This tool changes the gender of an input audio file from a man to woman and vice versa. It can also detect utterance's gender automatically.
On average, women speak at an octave higher (twice the frequency) than men. An adult man's average pitch range is from 165 to 255 Hz, and a man's is 85 to 155 Hz [1]. Hence, we can discriminate utterance's gender by comparing their average pitch with160 Hz. Finally, the pitch is doubled or halved (given the gender) to generate the output file.
To estimate pitch at each time frame, we use the librosa.pyin
method.
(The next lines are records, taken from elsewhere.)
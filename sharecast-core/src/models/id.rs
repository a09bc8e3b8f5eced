use nanoid::nanoid;
use serde::{Deserialize, Serialize};

/// Generate a 12-character nanoid
#[must_use]
pub fn generate_id() -> String {
    nanoid!(12)
}

macro_rules! string_id {
    ($(#[$meta:meta])* $name:ident) => {
        $(#[$meta])*
        #[derive(Debug, Clone, PartialEq, Eq, Hash, PartialOrd, Ord, Serialize, Deserialize)]
        #[serde(transparent)]
        pub struct $name(String);

        impl $name {
            pub fn new(id: impl Into<String>) -> Self {
                Self(id.into())
            }

            #[must_use]
            pub fn as_str(&self) -> &str {
                &self.0
            }

            #[must_use]
            pub fn into_inner(self) -> String {
                self.0
            }
        }

        impl std::fmt::Display for $name {
            fn fmt(&self, f: &mut std::fmt::Formatter<'_>) -> std::fmt::Result {
                write!(f, "{}", self.0)
            }
        }

        impl From<String> for $name {
            fn from(s: String) -> Self {
                Self(s)
            }
        }

        impl From<&str> for $name {
            fn from(s: &str) -> Self {
                Self(s.to_string())
            }
        }
    };
}

string_id!(
    /// Room name. Doubles as the relay's application namespace (`app`).
    RoomId
);

string_id!(
    /// Opaque participant identity as supplied by the presence caller
    Identity
);

string_id!(
    /// Identifier of one push channel (SSE connection)
    ClientId
);

string_id!(
    /// Stream name within a room (the relay's `stream` / `name`)
    StreamName
);

impl ClientId {
    /// `{room}-{nanoid}`
    #[must_use]
    pub fn generate(room: &RoomId) -> Self {
        Self(format!("{}-{}", room.as_str(), generate_id()))
    }
}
To shift pitch, TD-PSOLA algorithm from psola package is used.
[1] https://leader.pubs.asha.org/doi/10.1044/leader.FTR1.24022019.44
Use -h
switch to see available options.
$ python change.py -h
usage: change.py [-h] [-o OUTPUT] [-g {male,female}] input
positional arguments:
input input file rlative file
optional arguments:
-h, --help show this help message and exit
-o OUTPUT, --output OUTPUT
output file relative path
-g {male,female}, --gender {male,female}
input file utterance gender - empty to detect gender automatically
For example, to change the gender of the sample file at ./samples/man-3000-15664-0009.flac
and write it to woman.mp3
execute the following command:
$ python change.py -o woman.mp3 './samples/man-3000-15664-0009.flac'
Sample files available at the samples
directory are from LibriSpeech ASR corpus.